» EXERCISE INSTRUCTIONS:
In the data below, find each line that contains the word "UsageTracker" and copy it.

» DATA TO EXAMINE:
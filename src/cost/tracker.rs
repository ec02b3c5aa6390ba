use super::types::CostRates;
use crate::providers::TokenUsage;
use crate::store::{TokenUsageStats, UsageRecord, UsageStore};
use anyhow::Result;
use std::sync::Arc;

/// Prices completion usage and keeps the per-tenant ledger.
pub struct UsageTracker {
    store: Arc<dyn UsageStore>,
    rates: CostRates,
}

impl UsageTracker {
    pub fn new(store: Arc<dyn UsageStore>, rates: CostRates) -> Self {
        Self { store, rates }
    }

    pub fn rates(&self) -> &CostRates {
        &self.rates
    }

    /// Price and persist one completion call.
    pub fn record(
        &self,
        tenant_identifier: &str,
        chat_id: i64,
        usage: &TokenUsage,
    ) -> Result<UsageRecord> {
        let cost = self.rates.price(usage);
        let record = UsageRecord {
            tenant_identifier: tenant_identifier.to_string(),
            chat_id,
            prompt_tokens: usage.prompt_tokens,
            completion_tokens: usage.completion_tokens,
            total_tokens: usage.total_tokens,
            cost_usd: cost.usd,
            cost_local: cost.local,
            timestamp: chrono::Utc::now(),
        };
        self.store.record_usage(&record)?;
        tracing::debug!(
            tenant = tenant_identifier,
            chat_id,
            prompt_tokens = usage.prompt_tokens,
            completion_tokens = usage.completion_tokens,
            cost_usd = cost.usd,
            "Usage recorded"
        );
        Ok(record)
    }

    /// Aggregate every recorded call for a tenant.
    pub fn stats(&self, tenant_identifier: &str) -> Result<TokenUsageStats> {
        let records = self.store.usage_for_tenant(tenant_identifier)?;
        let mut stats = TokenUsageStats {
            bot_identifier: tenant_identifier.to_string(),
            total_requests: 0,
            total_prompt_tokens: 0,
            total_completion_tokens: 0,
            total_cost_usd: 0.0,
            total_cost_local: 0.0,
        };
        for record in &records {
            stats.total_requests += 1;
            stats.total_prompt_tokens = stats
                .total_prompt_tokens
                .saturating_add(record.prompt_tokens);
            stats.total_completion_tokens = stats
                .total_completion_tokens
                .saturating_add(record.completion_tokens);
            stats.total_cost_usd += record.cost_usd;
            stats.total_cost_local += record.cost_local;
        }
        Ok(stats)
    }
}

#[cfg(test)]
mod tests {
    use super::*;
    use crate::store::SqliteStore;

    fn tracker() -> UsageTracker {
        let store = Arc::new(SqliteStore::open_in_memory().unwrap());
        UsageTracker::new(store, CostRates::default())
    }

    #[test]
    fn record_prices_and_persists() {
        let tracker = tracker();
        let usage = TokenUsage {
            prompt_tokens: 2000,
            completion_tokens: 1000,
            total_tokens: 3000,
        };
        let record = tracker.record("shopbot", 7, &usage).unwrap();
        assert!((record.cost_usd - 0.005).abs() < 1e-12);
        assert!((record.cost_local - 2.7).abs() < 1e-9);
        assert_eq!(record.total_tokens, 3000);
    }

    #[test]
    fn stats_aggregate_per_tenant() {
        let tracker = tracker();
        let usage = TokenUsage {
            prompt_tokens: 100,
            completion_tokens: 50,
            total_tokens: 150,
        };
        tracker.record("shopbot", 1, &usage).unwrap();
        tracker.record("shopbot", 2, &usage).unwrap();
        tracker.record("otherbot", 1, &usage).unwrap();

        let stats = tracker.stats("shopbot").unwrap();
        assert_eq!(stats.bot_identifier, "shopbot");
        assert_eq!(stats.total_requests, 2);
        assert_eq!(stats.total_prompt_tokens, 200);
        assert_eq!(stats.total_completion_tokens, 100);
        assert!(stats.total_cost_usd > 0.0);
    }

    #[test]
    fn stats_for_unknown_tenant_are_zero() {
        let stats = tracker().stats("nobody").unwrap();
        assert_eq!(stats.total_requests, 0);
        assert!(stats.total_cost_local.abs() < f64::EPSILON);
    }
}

» RESULT OF THIS EXERCISE:
pub struct UsageTracker {
impl UsageTracker {
    fn tracker() -> UsageTracker {
        UsageTracker::new(store, CostRates::default())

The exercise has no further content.